Then there’s the zombie apocalypse, a well furrowed field of apocalyptic fiction, now firmly entrenched in pop culture, continuing to take shape in new films, games and books (like S.G. Browne’s Breathers).

My love affair with the post-apocalyptic came when I, a young Dungeons and Dragons enthusiast, discovered the game Gamma World, a post-apocalyptic roleplaying game from TSR. I found that post-apocalyptic worlds were a fascinating backdrop in which to tell stories. Aside from the overall theme—people trying to find hope and a future in wasted landscapes—there were countless other details that I found exciting. The mix of cultures and technology levels, for example. High-tech remnants of previous civilizations existing alongside primitive weapons and technology. Mutants wandering ruined landscapes with amazing and unexpected abilities. Worlds where the mundane, a can of beans or a street sign, suddenly became objects of value and power.

What spoke to me, what I found romantic about the genre, was clothing the familiar with the unfamiliar. Superimposing a fantastical, but translucent, setting upon our own, where if you look hard enough you can see the original background. The idea of someone scraping dust off a street sign that says “Wall Street” or climbing the remains of the Washington Monument.

It’s the part of Planet of the Apes when you see the buried Statue of Liberty, that “oh my god” moment when something that seems so other is exposed as something so familiar.

Gamma World was my introduction to the post-apocalyptic. Later, I came across the Battle Circle books by Piers Anthony which deals with a world after a nuclear blast and the fragmented society that comes out of it. Some of the humans left safeguard technology and learning while other nomadic tribes participate in ritualized fighting matches inside a circle.

From there I moved on to The Road Warrior and its less exciting sequel. To the future landscapes of H.G. Wells’ The Time Machine. To There Will Come Soft Rains. To Planet of the Apes, Logan’s Run, and Thundarr the Barbarian.

Then came the late 90s, and the release of Fallout, the computer game. Seeing it presented in game form, allowing me to become part of that world, gave me the same excitement I had when I’d first discovered the genre. Fallout was an incredible game in its own right, but the world that Interplay created was really the star. A future after a nuclear holocaust fully infused with the flavor of the 50s and 60s. The game allowed the player to explore and interact with a range of settings and characters, fully immersing one in the post-apocalyptic storyline. It spawned several sequels and spin-offs, most recently Fallout 3, which drapes the same world on a much more technologically advanced frame.

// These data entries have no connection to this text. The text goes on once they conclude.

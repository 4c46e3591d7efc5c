//! Archive path layout.
//!
//! Files are sharded across directories by the first three bytes of the
//! hex-encoded checkpoint ledger (or bucket hash):
//!
//! ```text
//! history/00/00/00/history-0000002f.json.gz
//! ledger/00/00/00/ledger-0000002f.xdr.gz
//! transactions/00/00/00/transactions-0000002f.xdr.gz
//! bucket/e1/13/f8/bucket-e113f8cc....xdr.gz
//! ```
//!
//! The verifier depends on this layout; it is stable.

use quill_common::Hash256;

/// Well-known location of an archive's most recent state file.
pub const ROOT_HAS_PATH: &str = ".well-known/history.json.gz";

/// Path of a checkpoint file of the given category.
pub fn checkpoint_path(category: &str, checkpoint: u32, ext: &str) -> String {
    let hex = format!("{:08x}", checkpoint);
    format!(
        "{}/{}/{}/{}/{}-{}.{}",
        category,
        &hex[0..2],
        &hex[2..4],
        &hex[4..6],
        category,
        hex,
        ext
    )
}

/// Path of the archive state file for a checkpoint.
pub fn has_path(checkpoint: u32) -> String {
    checkpoint_path("history", checkpoint, "json.gz")
}

/// Path of the ledger-header file for a checkpoint.
pub fn ledger_path(checkpoint: u32) -> String {
    checkpoint_path("ledger", checkpoint, "xdr.gz")
}

/// Path of the transaction file for a checkpoint.
pub fn transactions_path(checkpoint: u32) -> String {
    checkpoint_path("transactions", checkpoint, "xdr.gz")
}

/// Path of a content-addressed bucket file.
pub fn bucket_path(hash: &Hash256) -> String {
    let hex = hash.to_hex();
    format!(
        "bucket/{}/{}/{}/bucket-{}.xdr.gz",
        &hex[0..2],
        &hex[2..4],
        &hex[4..6],
        hex
    )
}

/// Remote directory holding `path`.
pub fn remote_dir(path: &str) -> &str {
    path.rsplit_once('/').map(|(dir, _)| dir).unwrap_or("")
}
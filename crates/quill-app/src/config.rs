//! Node configuration.
//!
//! Recognised options, named after the operator-facing keys:
//!
//! | Key | Field |
//! |---|---|
//! | `HISTORY` | `history`: archive name → get/put/mkdir templates |
//! | `CATCHUP_RECENT` | `catchup_recent` (`u32::MAX` means complete) |
//! | `CATCHUP_COMPLETE` | `catchup_complete` |
//! | `ARTIFICIALLY_ACCELERATE_TIME_FOR_TESTING` | `artificially_accelerate_time_for_testing` |
//! | `USE_CONFIG_FOR_GENESIS` | `use_config_for_genesis` |
//! | `LEDGER_PROTOCOL_VERSION` | `ledger_protocol_version` |

use std::collections::BTreeMap;

use quill_history::{ArchiveConfig, CatchupMode, CheckpointScheme};
use serde::{Deserialize, Serialize};

#[derive(Debug, Clone, Serialize, Deserialize)]
#[serde(default)]
pub struct Config {
    /// Configured history archives, by name. Command templates use `{0}`
    /// (source) and `{1}` (destination) placeholders.
    pub history: BTreeMap<String, ArchiveConfig>,

    /// Replay window for catchup; `u32::MAX` replays from genesis.
    pub catchup_recent: u32,

    /// Force complete replay regardless of `catchup_recent`.
    pub catchup_complete: bool,

    /// Shrink the checkpoint frequency from 64 to 8 so tests cross
    /// checkpoint boundaries quickly.
    pub artificially_accelerate_time_for_testing: bool,

    /// When false, derive the starting state from an archive's root
    /// state instead of the configured genesis.
    pub use_config_for_genesis: bool,

    /// Protocol version stamped into headers and bucket metadata.
    pub ledger_protocol_version: u32,

    /// Balance of the root account created at genesis.
    pub root_account_balance: i64,
}

impl Default for Config {
    fn default() -> Self {
        Self {
            history: BTreeMap::new(),
            catchup_recent: 0,
            catchup_complete: false,
            artificially_accelerate_time_for_testing: false,
            use_config_for_genesis: true,
            ledger_protocol_version: 1,
            root_account_balance: 1_000_000_000_000,
        }
    }
}

impl Config {
    /// Default configuration for tests: accelerated checkpoints, config
    /// genesis, no archives.
    pub fn test_default() -> Self {
        Self {
            artificially_accelerate_time_for_testing: true,
            ..Default::default()
        }
    }

    pub fn checkpoint_scheme(&self) -> CheckpointScheme {
        if self.artificially_accelerate_time_for_testing {
            CheckpointScheme::accelerated()
        } else {
            CheckpointScheme::production()
        }
    }

    pub fn catchup_mode(&self) -> CatchupMode {
        if self.catchup_complete || self.catchup_recent == u32::MAX {
            CatchupMode::Complete
        } else {
            CatchupMode::Recent(self.catchup_recent)
        }
    }

    /// Add a history archive. The name lands in the config's key and the
    /// archive's own `name` field.
    pub fn add_archive(&mut self, name: impl Into<String>, mut archive: ArchiveConfig) {
        let name = name.into();
        archive.name = name.clone();
        self.history.insert(name, archive);
    }

    /// Archive configurations in declaration order.
    pub fn archive_configs(&self) -> Vec<ArchiveConfig> {
        self.history.values().cloned().collect()
    }
}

The causes of these little booms in post-apocalyptic worlds are difficult to determine. Is it simply a cyclical pattern, rising and falling in each generation, or is there a relation with current events? The last surge in post-apocalyptic fiction coincided with the Cold War, when it wasn’t too difficult to imagine a world recovering from a nuclear war. Today we have the specters of climate change, lack of renewable energy sources, and even meteor impact to worry about. But is the current manifestation of these ideas just nostalgia, a longing for simpler times when nuclear war was our main worry? Or is this a reflection of our current fears?

Most of these recent films and books and games were developed during a relatively prosperous time for the US and for much of the rest of the world. Now that the world is in a slightly more insecure place, will the allure of the postapocalyptic still remain? Will people want something more comforting, more reassuring to cling to?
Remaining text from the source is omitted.